**** Input ****

//! Status-byte classification and the timestamped message type.
//!
//! Everything here is stateless: a status byte maps to a channel class, a
//! message family, and (for channel-voice families) a fixed payload length.

use serde::{Deserialize, Serialize};

/// Channel-voice message families (high nibble of the status byte).
pub mod status {
    pub const NOTE_OFF: u8 = 0x80;
    pub const NOTE_ON: u8 = 0x90;
    pub const POLY_PRESSURE: u8 = 0xA0;
    pub const CONTROLLER_CHANGE: u8 = 0xB0;
    pub const PROGRAM_CHANGE: u8 = 0xC0;
    pub const CHANNEL_PRESSURE: u8 = 0xD0;
    pub const PITCH_BEND: u8 = 0xE0;
    pub const SYSTEM_EXCLUSIVE: u8 = 0xF0;
    /// Escaped sysex continuation packet in a file.
    pub const SYSEX_ESCAPE: u8 = 0xF7;
    pub const META: u8 = 0xFF;
    /// System reset on a live MIDI port.
    pub const RESET: u8 = 0xFF;
}

/// Meta event types. A parsed meta message stores one of these in its status byte.
pub mod meta {
    pub const SEQUENCE_NUMBER: u8 = 0x00;
    pub const TEXT: u8 = 0x01;
    pub const COPYRIGHT: u8 = 0x02;
    pub const TRACK_NAME: u8 = 0x03;
    pub const INSTRUMENT_NAME: u8 = 0x04;
    pub const LYRIC: u8 = 0x05;
    pub const MARKER: u8 = 0x06;
    pub const CUE_POINT: u8 = 0x07;
    pub const PROGRAM_NAME: u8 = 0x08;
    pub const CHANNEL_PREFIX: u8 = 0x20;
    pub const MIDI_PORT: u8 = 0x21;
    pub const END_OF_TRACK: u8 = 0x2F;
    pub const SET_TEMPO: u8 = 0x51;
    pub const SMPTE_OFFSET: u8 = 0x54;
    pub const TIME_SIGNATURE: u8 = 0x58;
    pub const KEY_SIGNATURE: u8 = 0x59;
    pub const SEQUENCER_SPECIFIC: u8 = 0x7F;
}

/// Controller numbers the engine interprets.
pub mod controller {
    pub const BANK_SELECT: u8 = 0;
    pub const MODULATION_WHEEL: u8 = 1;
    pub const BREATH_CONTROLLER: u8 = 2;
    pub const FOOT_CONTROLLER: u8 = 4;
    pub const DATA_ENTRY_MSB: u8 = 6;
    pub const MAIN_VOLUME: u8 = 7;
    pub const BALANCE: u8 = 8;
    pub const PAN: u8 = 10;
    pub const EXPRESSION: u8 = 11;
    pub const BANK_SELECT_LSB: u8 = 32;
    pub const DATA_ENTRY_LSB: u8 = 38;
    pub const SUSTAIN_PEDAL: u8 = 64;
    pub const TIMBRE_HARMONIC: u8 = 71;
    pub const RELEASE_TIME: u8 = 72;
    pub const ATTACK_TIME: u8 = 73;
    pub const BRIGHTNESS: u8 = 74;
    pub const SOUND_CONTROLLER_9: u8 = 78;
    pub const SOUND_CONTROLLER_10: u8 = 79;
    pub const GENERAL_PURPOSE_6: u8 = 81;
    pub const GENERAL_PURPOSE_8: u8 = 83;
    pub const PORTAMENTO_CONTROL: u8 = 84;
    pub const REVERB_DEPTH: u8 = 91;
    pub const CHORUS_DEPTH: u8 = 93;
    pub const NRPN_LSB: u8 = 98;
    pub const NRPN_MSB: u8 = 99;
    pub const RPN_LSB: u8 = 100;
    pub const RPN_MSB: u8 = 101;
    pub const ALL_SOUND_OFF: u8 = 120;
    pub const RESET_ALL_CONTROLLERS: u8 = 121;
    pub const ALL_NOTES_OFF: u8 = 123;
    /// Non-standard loop start marker used by some game soundtracks.
    pub const LOOP_START: u8 = 116;
    /// Non-standard loop end marker used by some game soundtracks.
    pub const LOOP_END: u8 = 117;
}

/// What a status byte addresses.
#[derive(Debug, Clone, Copy, PartialEq, Eq, Hash)]
pub enum ChannelClass {
    /// Channel-voice message on channel 0-15.
    Voice(u8),
    /// System common / realtime (0xF1-0xFE), or anything below 0x80.
    System,
    /// Meta event (0xFF).
    Meta,
    /// System exclusive (0xF0).
    Sysex,
}

/// Classifies a status byte by the channel it addresses.
///
/// # Examples
///
/// ```
/// use midiseq::midi::{classify_channel, ChannelClass};
///
/// assert_eq!(classify_channel(0x93), ChannelClass::Voice(3));
/// assert_eq!(classify_channel(0xF0), ChannelClass::Sysex);
/// assert_eq!(classify_channel(0xFF), ChannelClass::Meta);
/// ```
pub fn classify_channel(status: u8) -> ChannelClass {
    match status & 0xF0 {
        0x80..=0xE0 => ChannelClass::Voice(status & 0x0F),
        0xF0 => match status & 0x0F {
            0x0 => ChannelClass::Sysex,
            0xF => ChannelClass::Meta,
            _ => ChannelClass::System,
        },
        _ => ChannelClass::System,
    }
}

/// A status byte split into family and channel.
#[derive(Debug, Clone, Copy, PartialEq, Eq)]
pub struct EventKind {
    /// Masked family for voice messages, the unmodified byte otherwise.
    pub family: u8,
    /// Channel for voice messages, `None` otherwise.
    pub channel: Option<u8>,
}

/// Splits a status byte into family and channel.
pub fn normalize_event(status: u8) -> EventKind {
    match classify_channel(status) {
        ChannelClass::Voice(channel) => EventKind {
            family: status & 0xF0,
            channel: Some(channel),
        },
        _ => EventKind {
            family: status,
            channel: None,
        },
    }
}

/// Fixed payload length of a channel-voice family.
///
/// Meta and sysex payloads are VLQ-prefixed and never have a fixed length,
/// so they (and anything else that is not a voice family) yield `None`.
pub fn fixed_payload_length(family: u8) -> Option<usize> {
    match family & 0xF0 {
        status::NOTE_OFF
        | status::NOTE_ON
        | status::POLY_PRESSURE
        | status::CONTROLLER_CHANGE
        | status::PITCH_BEND => Some(2),
        status::PROGRAM_CHANGE | status::CHANNEL_PRESSURE => Some(1),
        _ => None,
    }
}

/// A single timestamped event of a track.
///
/// Meta events keep their meta type in `status`; sysex keeps `0xF0` with the
/// terminating `0xF7` included in `data`.
#[derive(Debug, Clone, PartialEq, Eq, Serialize, Deserialize)]
pub struct MidiMessage {
    /// Absolute position in ticks.
    pub ticks: u32,
    /// Status byte (or meta type for meta events).
    pub status: u8,
    /// Payload bytes following the status byte.
    pub data: Vec<u8>,
}

impl MidiMessage {
    pub fn new(ticks: u32, status: u8, data: Vec<u8>) -> Self {
        Self {
            ticks,
            status,
            data,
        }
    }

    /// Controller change on `channel`.
    pub fn controller_change(ticks: u32, channel: u8, controller: u8, value: u8) -> Self {
        Self::new(
            ticks,
            status::CONTROLLER_CHANGE | (channel & 0x0F),
            vec![controller & 0x7F, value & 0x7F],
        )
    }

    /// Program change on `channel`.
    pub fn program_change(ticks: u32, channel: u8, program: u8) -> Self {
        Self::new(
            ticks,
            status::PROGRAM_CHANGE | (channel & 0x0F),
            vec![program & 0x7F],
        )
    }

    /// Note on on `channel`.
    pub fn note_on(ticks: u32, channel: u8, key: u8, velocity: u8) -> Self {
        Self::new(
            ticks,
            status::NOTE_ON | (channel & 0x0F),
            vec![key & 0x7F, velocity & 0x7F],
        )
    }

    /// Note off on `channel`.
    pub fn note_off(ticks: u32, channel: u8, key: u8) -> Self {
        Self::new(ticks, status::NOTE_OFF | (channel & 0x0F), vec![key & 0x7F, 0])
    }

    /// System exclusive message; `payload` excludes the leading 0xF0 and
    /// must already end with 0xF7.
    pub fn sysex(ticks: u32, payload: Vec<u8>) -> Self {
        Self::new(ticks, status::SYSTEM_EXCLUSIVE, payload)
    }

    /// Meta event of the given type.
    pub fn meta(ticks: u32, meta_type: u8, data: Vec<u8>) -> Self {
        Self::new(ticks, meta_type, data)
    }

    /// True for channel-voice messages (status 0x80-0xEF).
    pub fn is_voice(&self) -> bool {
        matches!(classify_channel(self.status), ChannelClass::Voice(_))
    }

    /// True for meta events, which store a type below 0x80 in `status`.
    pub fn is_meta(&self) -> bool {
        self.status < 0x80
    }

    pub fn is_sysex(&self) -> bool {
        self.status == status::SYSTEM_EXCLUSIVE
    }

    /// Channel of a voice message.
    pub fn channel(&self) -> Option<u8> {
        normalize_event(self.status).channel
    }

    /// Masked family of a voice message, or the raw status otherwise.
    pub fn family(&self) -> u8 {
        normalize_event(self.status).family
    }

    /// A note-on with any velocity (velocity 0 still counts, as in the file scan).
    pub fn is_note_on(&self) -> bool {
        self.is_voice() && self.family() == status::NOTE_ON
    }

    /// Controller number when this is a controller change.
    pub fn controller(&self) -> Option<u8> {
        if self.is_voice() && self.family() == status::CONTROLLER_CHANGE {
            self.data.first().copied()
        } else {
            None
        }
    }

    /// True when this is a controller change for `controller` on `channel`.
    pub fn is_controller(&self, channel: u8, controller: u8) -> bool {
        self.channel() == Some(channel) && self.controller() == Some(controller)
    }

    /// True when this is a program change on `channel`.
    pub fn is_program_change(&self, channel: u8) -> bool {
        self.channel() == Some(channel) && self.family() == status::PROGRAM_CHANGE
    }

    /// Raw bytes as they would appear on a live MIDI port.
    pub fn to_wire_bytes(&self) -> Vec<u8> {
        let mut bytes = Vec::with_capacity(self.data.len() + 1);
        bytes.push(self.status);
        bytes.extend_from_slice(&self.data);
        bytes
    }
}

****

▸ Goal of the exercise: Everything from the line with "its status byte." through the line with "pub const LYRIC: u8 = 0x05;" should be written out exactly as it appears above, end lines included, and nothing outside that range.

▸ Exercise solution:
/// Meta event types. A parsed meta message stores one of these in its status byte.
pub mod meta {
    pub const SEQUENCE_NUMBER: u8 = 0x00;
    pub const TEXT: u8 = 0x01;
    pub const COPYRIGHT: u8 = 0x02;
    pub const TRACK_NAME: u8 = 0x03;
    pub const INSTRUMENT_NAME: u8 = 0x04;
    pub const LYRIC: u8 = 0x05;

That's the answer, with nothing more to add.